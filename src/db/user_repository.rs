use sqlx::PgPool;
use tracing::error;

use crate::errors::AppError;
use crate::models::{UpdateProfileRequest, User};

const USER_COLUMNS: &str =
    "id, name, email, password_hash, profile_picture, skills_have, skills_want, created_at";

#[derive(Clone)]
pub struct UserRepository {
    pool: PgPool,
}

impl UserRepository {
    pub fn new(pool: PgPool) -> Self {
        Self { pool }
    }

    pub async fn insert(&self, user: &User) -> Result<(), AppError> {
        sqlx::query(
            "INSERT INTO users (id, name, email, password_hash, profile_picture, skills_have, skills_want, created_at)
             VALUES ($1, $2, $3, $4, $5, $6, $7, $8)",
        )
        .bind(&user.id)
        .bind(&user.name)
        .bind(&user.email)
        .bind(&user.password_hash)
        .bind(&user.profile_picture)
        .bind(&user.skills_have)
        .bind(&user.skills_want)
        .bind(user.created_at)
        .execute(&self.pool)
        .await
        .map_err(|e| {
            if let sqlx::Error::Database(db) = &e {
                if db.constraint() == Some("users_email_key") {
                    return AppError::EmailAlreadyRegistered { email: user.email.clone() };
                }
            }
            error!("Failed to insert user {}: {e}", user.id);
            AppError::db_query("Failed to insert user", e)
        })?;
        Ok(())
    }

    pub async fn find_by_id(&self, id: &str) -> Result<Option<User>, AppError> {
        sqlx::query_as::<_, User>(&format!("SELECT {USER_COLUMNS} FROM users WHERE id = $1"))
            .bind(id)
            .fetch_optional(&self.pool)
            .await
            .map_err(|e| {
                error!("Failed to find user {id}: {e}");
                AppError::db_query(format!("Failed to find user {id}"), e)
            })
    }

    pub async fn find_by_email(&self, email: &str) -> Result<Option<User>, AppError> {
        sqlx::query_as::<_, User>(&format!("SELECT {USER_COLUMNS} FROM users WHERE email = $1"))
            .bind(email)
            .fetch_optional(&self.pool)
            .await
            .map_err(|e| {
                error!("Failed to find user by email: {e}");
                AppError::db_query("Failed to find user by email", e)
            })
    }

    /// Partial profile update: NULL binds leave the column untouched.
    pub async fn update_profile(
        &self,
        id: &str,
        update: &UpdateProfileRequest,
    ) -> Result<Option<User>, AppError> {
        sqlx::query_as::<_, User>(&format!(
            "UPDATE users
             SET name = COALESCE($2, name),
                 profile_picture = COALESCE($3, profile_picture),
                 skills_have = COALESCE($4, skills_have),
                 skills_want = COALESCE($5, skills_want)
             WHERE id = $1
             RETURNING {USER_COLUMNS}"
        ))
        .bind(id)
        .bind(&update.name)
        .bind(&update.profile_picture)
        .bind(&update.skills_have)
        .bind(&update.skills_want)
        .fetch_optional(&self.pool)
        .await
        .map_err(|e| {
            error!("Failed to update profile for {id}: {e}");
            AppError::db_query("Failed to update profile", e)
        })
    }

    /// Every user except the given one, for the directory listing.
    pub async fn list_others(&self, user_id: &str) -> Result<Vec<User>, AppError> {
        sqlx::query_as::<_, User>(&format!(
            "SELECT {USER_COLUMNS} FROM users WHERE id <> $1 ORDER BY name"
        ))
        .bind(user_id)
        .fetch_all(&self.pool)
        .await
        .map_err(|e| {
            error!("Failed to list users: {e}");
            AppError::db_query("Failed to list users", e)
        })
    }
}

____________

■ **Work to be completed**:
Would you write out each entry precisely as it is given?

■ **Response to the task**:
filename src/db/user_repository.rs
use sqlx::PgPool;
use tracing::error;

use crate::errors::AppError;
use crate::models::{UpdateProfileRequest, User};

const USER_COLUMNS: &str =
    "id, name, email, password_hash, profile_picture, skills_have, skills_want, created_at";

#[derive(Clone)]
pub struct UserRepository {
    pool: PgPool,
}

impl UserRepository {
    pub fn new(pool: PgPool) -> Self {
        Self { pool }
    }

    pub async fn insert(&self, user: &User) -> Result<(), AppError> {
        sqlx::query(
            "INSERT INTO users (id, name, email, password_hash, profile_picture, skills_have, skills_want, created_at)
             VALUES ($1, $2, $3, $4, $5, $6, $7, $8)",
        )
        .bind(&user.id)
        .bind(&user.name)
        .bind(&user.email)
        .bind(&user.password_hash)
        .bind(&user.profile_picture)
        .bind(&user.skills_have)
        .bind(&user.skills_want)
        .bind(user.created_at)
        .execute(&self.pool)
        .await
        .map_err(|e| {
            if let sqlx::Error::Database(db) = &e {
                if db.constraint() == Some("users_email_key") {
                    return AppError::EmailAlreadyRegistered { email: user.email.clone() };
                }
            }
            error!("Failed to insert user {}: {e}", user.id);
            AppError::db_query("Failed to insert user", e)
        })?;
        Ok(())
    }

    pub async fn find_by_id(&self, id: &str) -> Result<Option<User>, AppError> {
        sqlx::query_as::<_, User>(&format!("SELECT {USER_COLUMNS} FROM users WHERE id = $1"))
            .bind(id)
            .fetch_optional(&self.pool)
            .await
            .map_err(|e| {
                error!("Failed to find user {id}: {e}");
                AppError::db_query(format!("Failed to find user {id}"), e)
            })
    }

    pub async fn find_by_email(&self, email: &str) -> Result<Option<User>, AppError> {
        sqlx::query_as::<_, User>(&format!("SELECT {USER_COLUMNS} FROM users WHERE email = $1"))
            .bind(email)
            .fetch_optional(&self.pool)
            .await
            .map_err(|e| {
                error!("Failed to find user by email: {e}");
                AppError::db_query("Failed to find user by email", e)
            })
    }

    /// Partial profile update: NULL binds leave the column untouched.
    pub async fn update_profile(
        &self,
        id: &str,
        update: &UpdateProfileRequest,
    ) -> Result<Option<User>, AppError> {
        sqlx::query_as::<_, User>(&format!(
            "UPDATE users
             SET name = COALESCE($2, name),
                 profile_picture = COALESCE($3, profile_picture),
                 skills_have = COALESCE($4, skills_have),
                 skills_want = COALESCE($5, skills_want)
             WHERE id = $1
             RETURNING {USER_COLUMNS}"
        ))
        .bind(id)
        .bind(&update.name)
        .bind(&update.profile_picture)
        .bind(&update.skills_have)
        .bind(&update.skills_want)
        .fetch_optional(&self.pool)
        .await
        .map_err(|e| {
            error!("Failed to update profile for {id}: {e}");
            AppError::db_query("Failed to update profile", e)
        })
    }

    /// Every user except the given one, for the directory listing.
    pub async fn list_others(&self, user_id: &str) -> Result<Vec<User>, AppError> {
        sqlx::query_as::<_, User>(&format!(
            "SELECT {USER_COLUMNS} FROM users WHERE id <> $1 ORDER BY name"
        ))
        .bind(user_id)
        .fetch_all(&self.pool)
        .await
        .map_err(|e| {
            error!("Failed to list users: {e}");
            AppError::db_query("Failed to list users", e)
        })
    }
}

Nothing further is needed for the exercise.